(Records contained in a dataset)
----------
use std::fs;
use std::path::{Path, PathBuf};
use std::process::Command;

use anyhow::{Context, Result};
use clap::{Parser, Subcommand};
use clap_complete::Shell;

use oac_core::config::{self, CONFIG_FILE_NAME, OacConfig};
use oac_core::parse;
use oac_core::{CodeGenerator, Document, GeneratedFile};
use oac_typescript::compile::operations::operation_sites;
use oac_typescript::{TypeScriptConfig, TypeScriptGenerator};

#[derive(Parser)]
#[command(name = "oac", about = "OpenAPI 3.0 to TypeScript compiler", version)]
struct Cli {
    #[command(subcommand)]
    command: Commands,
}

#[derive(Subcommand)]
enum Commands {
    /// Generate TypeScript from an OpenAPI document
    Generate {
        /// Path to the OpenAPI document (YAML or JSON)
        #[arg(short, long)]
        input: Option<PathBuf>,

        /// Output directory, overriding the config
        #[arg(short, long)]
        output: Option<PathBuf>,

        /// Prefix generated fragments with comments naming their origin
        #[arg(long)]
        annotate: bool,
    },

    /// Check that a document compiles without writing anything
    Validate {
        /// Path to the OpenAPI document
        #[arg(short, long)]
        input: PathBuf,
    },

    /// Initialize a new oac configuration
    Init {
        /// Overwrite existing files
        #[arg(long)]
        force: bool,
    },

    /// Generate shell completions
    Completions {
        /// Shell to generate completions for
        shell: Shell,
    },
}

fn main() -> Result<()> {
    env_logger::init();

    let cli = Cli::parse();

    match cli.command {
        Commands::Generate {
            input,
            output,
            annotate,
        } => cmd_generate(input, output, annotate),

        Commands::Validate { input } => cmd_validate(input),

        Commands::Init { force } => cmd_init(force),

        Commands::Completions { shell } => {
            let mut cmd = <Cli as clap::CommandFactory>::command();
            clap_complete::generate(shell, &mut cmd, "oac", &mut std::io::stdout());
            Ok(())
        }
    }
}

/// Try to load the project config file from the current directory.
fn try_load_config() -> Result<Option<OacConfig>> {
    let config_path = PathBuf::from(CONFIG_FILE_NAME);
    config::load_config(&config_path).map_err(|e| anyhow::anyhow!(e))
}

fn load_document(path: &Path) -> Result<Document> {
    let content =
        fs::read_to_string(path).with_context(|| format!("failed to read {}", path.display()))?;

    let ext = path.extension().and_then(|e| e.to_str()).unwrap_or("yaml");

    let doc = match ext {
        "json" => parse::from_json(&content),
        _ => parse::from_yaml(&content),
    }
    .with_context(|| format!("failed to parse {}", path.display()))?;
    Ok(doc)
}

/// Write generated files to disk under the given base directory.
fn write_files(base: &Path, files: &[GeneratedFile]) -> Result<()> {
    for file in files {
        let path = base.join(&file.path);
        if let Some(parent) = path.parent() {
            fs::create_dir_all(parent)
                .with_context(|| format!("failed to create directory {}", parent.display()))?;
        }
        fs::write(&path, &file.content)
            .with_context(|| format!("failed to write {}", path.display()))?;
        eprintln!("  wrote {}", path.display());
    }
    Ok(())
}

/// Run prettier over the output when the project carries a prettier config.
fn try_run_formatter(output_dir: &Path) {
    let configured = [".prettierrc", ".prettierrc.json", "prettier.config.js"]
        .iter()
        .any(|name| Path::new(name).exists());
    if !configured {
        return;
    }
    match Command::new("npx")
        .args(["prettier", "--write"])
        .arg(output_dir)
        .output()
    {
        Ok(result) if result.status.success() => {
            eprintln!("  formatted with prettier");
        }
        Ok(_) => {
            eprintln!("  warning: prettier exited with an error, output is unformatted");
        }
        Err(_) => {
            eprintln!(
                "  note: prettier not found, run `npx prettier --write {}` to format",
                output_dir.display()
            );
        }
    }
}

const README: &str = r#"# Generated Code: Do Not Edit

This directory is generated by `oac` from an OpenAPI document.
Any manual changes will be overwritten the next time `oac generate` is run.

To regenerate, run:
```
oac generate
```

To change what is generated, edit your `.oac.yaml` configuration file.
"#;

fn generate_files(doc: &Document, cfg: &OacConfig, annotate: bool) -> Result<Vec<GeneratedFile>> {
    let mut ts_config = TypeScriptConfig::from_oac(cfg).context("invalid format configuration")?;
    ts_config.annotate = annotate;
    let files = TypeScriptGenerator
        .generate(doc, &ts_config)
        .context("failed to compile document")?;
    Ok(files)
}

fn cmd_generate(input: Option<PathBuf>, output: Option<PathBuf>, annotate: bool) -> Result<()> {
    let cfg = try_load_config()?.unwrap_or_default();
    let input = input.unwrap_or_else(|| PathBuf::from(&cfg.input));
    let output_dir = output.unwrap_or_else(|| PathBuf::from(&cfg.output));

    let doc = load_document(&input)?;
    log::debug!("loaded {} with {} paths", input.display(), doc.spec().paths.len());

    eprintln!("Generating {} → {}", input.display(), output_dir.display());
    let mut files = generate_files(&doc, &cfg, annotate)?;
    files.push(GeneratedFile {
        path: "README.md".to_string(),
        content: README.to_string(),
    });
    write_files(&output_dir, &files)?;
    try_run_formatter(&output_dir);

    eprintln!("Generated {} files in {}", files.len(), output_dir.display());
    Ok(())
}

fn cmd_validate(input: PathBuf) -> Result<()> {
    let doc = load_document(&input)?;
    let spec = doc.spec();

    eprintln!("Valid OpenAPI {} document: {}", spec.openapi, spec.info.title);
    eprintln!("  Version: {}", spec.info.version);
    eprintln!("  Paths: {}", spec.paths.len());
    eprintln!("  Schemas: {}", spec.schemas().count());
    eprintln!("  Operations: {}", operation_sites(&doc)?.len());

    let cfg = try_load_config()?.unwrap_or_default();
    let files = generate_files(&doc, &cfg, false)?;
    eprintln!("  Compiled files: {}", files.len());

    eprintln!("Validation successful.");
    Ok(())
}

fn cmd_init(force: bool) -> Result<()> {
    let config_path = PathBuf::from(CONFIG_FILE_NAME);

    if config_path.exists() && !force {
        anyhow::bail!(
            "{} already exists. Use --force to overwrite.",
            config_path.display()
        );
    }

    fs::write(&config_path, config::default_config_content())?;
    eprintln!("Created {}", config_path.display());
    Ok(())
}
----------
Reproduce the data. Keep it exact.

Reply to the task:
use std::fs;
use std::path::{Path, PathBuf};
use std::process::Command;

use anyhow::{Context, Result};
use clap::{Parser, Subcommand};
use clap_complete::Shell;

use oac_core::config::{self, CONFIG_FILE_NAME, OacConfig};
use oac_core::parse;
use oac_core::{CodeGenerator, Document, GeneratedFile};
use oac_typescript::compile::operations::operation_sites;
use oac_typescript::{TypeScriptConfig, TypeScriptGenerator};

#[derive(Parser)]
#[command(name = "oac", about = "OpenAPI 3.0 to TypeScript compiler", version)]
struct Cli {
    #[command(subcommand)]
    command: Commands,
}

#[derive(Subcommand)]
enum Commands {
    /// Generate TypeScript from an OpenAPI document
    Generate {
        /// Path to the OpenAPI document (YAML or JSON)
        #[arg(short, long)]
        input: Option<PathBuf>,

        /// Output directory, overriding the config
        #[arg(short, long)]
        output: Option<PathBuf>,

        /// Prefix generated fragments with comments naming their origin
        #[arg(long)]
        annotate: bool,
    },

    /// Check that a document compiles without writing anything
    Validate {
        /// Path to the OpenAPI document
        #[arg(short, long)]
        input: PathBuf,
    },

    /// Initialize a new oac configuration
    Init {
        /// Overwrite existing files
        #[arg(long)]
        force: bool,
    },

    /// Generate shell completions
    Completions {
        /// Shell to generate completions for
        shell: Shell,
    },
}

fn main() -> Result<()> {
    env_logger::init();

    let cli = Cli::parse();

    match cli.command {
        Commands::Generate {
            input,
            output,
            annotate,
        } => cmd_generate(input, output, annotate),

        Commands::Validate { input } => cmd_validate(input),

        Commands::Init { force } => cmd_init(force),

        Commands::Completions { shell } => {
            let mut cmd = <Cli as clap::CommandFactory>::command();
            clap_complete::generate(shell, &mut cmd, "oac", &mut std::io::stdout());
            Ok(())
        }
    }
}

/// Try to load the project config file from the current directory.
fn try_load_config() -> Result<Option<OacConfig>> {
    let config_path = PathBuf::from(CONFIG_FILE_NAME);
    config::load_config(&config_path).map_err(|e| anyhow::anyhow!(e))
}

fn load_document(path: &Path) -> Result<Document> {
    let content =
        fs::read_to_string(path).with_context(|| format!("failed to read {}", path.display()))?;

    let ext = path.extension().and_then(|e| e.to_str()).unwrap_or("yaml");

    let doc = match ext {
        "json" => parse::from_json(&content),
        _ => parse::from_yaml(&content),
    }
    .with_context(|| format!("failed to parse {}", path.display()))?;
    Ok(doc)
}

/// Write generated files to disk under the given base directory.
fn write_files(base: &Path, files: &[GeneratedFile]) -> Result<()> {
    for file in files {
        let path = base.join(&file.path);
        if let Some(parent) = path.parent() {
            fs::create_dir_all(parent)
                .with_context(|| format!("failed to create directory {}", parent.display()))?;
        }
        fs::write(&path, &file.content)
            .with_context(|| format!("failed to write {}", path.display()))?;
        eprintln!("  wrote {}", path.display());
    }
    Ok(())
}

/// Run prettier over the output when the project carries a prettier config.
fn try_run_formatter(output_dir: &Path) {
    let configured = [".prettierrc", ".prettierrc.json", "prettier.config.js"]
        .iter()
        .any(|name| Path::new(name).exists());
    if !configured {
        return;
    }
    match Command::new("npx")
        .args(["prettier", "--write"])
        .arg(output_dir)
        .output()
    {
        Ok(result) if result.status.success() => {
            eprintln!("  formatted with prettier");
        }
        Ok(_) => {
            eprintln!("  warning: prettier exited with an error, output is unformatted");
        }
        Err(_) => {
            eprintln!(
                "  note: prettier not found, run `npx prettier --write {}` to format",
                output_dir.display()
            );
        }
    }
}

const README: &str = r#"# Generated Code: Do Not Edit

This directory is generated by `oac` from an OpenAPI document.
Any manual changes will be overwritten the next time `oac generate` is run.

To regenerate, run:
```
oac generate
```

To change what is generated, edit your `.oac.yaml` configuration file.
"#;

fn generate_files(doc: &Document, cfg: &OacConfig, annotate: bool) -> Result<Vec<GeneratedFile>> {
    let mut ts_config = TypeScriptConfig::from_oac(cfg).context("invalid format configuration")?;
    ts_config.annotate = annotate;
    let files = TypeScriptGenerator
        .generate(doc, &ts_config)
        .context("failed to compile document")?;
    Ok(files)
}

fn cmd_generate(input: Option<PathBuf>, output: Option<PathBuf>, annotate: bool) -> Result<()> {
    let cfg = try_load_config()?.unwrap_or_default();
    let input = input.unwrap_or_else(|| PathBuf::from(&cfg.input));
    let output_dir = output.unwrap_or_else(|| PathBuf::from(&cfg.output));

    let doc = load_document(&input)?;
    log::debug!("loaded {} with {} paths", input.display(), doc.spec().paths.len());

    eprintln!("Generating {} → {}", input.display(), output_dir.display());
    let mut files = generate_files(&doc, &cfg, annotate)?;
    files.push(GeneratedFile {
        path: "README.md".to_string(),
        content: README.to_string(),
    });
    write_files(&output_dir, &files)?;
    try_run_formatter(&output_dir);

    eprintln!("Generated {} files in {}", files.len(), output_dir.display());
    Ok(())
}

fn cmd_validate(input: PathBuf) -> Result<()> {
    let doc = load_document(&input)?;
    let spec = doc.spec();

    eprintln!("Valid OpenAPI {} document: {}", spec.openapi, spec.info.title);
    eprintln!("  Version: {}", spec.info.version);
    eprintln!("  Paths: {}", spec.paths.len());
    eprintln!("  Schemas: {}", spec.schemas().count());
    eprintln!("  Operations: {}", operation_sites(&doc)?.len());

    let cfg = try_load_config()?.unwrap_or_default();
    let files = generate_files(&doc, &cfg, false)?;
    eprintln!("  Compiled files: {}", files.len());

    eprintln!("Validation successful.");
    Ok(())
}

fn cmd_init(force: bool) -> Result<()> {
    let config_path = PathBuf::from(CONFIG_FILE_NAME);

    if config_path.exists() && !force {
        anyhow::bail!(
            "{} already exists. Use --force to overwrite.",
            config_path.display()
        );
    }

    fs::write(&config_path, config::default_config_content())?;
    eprintln!("Created {}", config_path.display());
    Ok(())
}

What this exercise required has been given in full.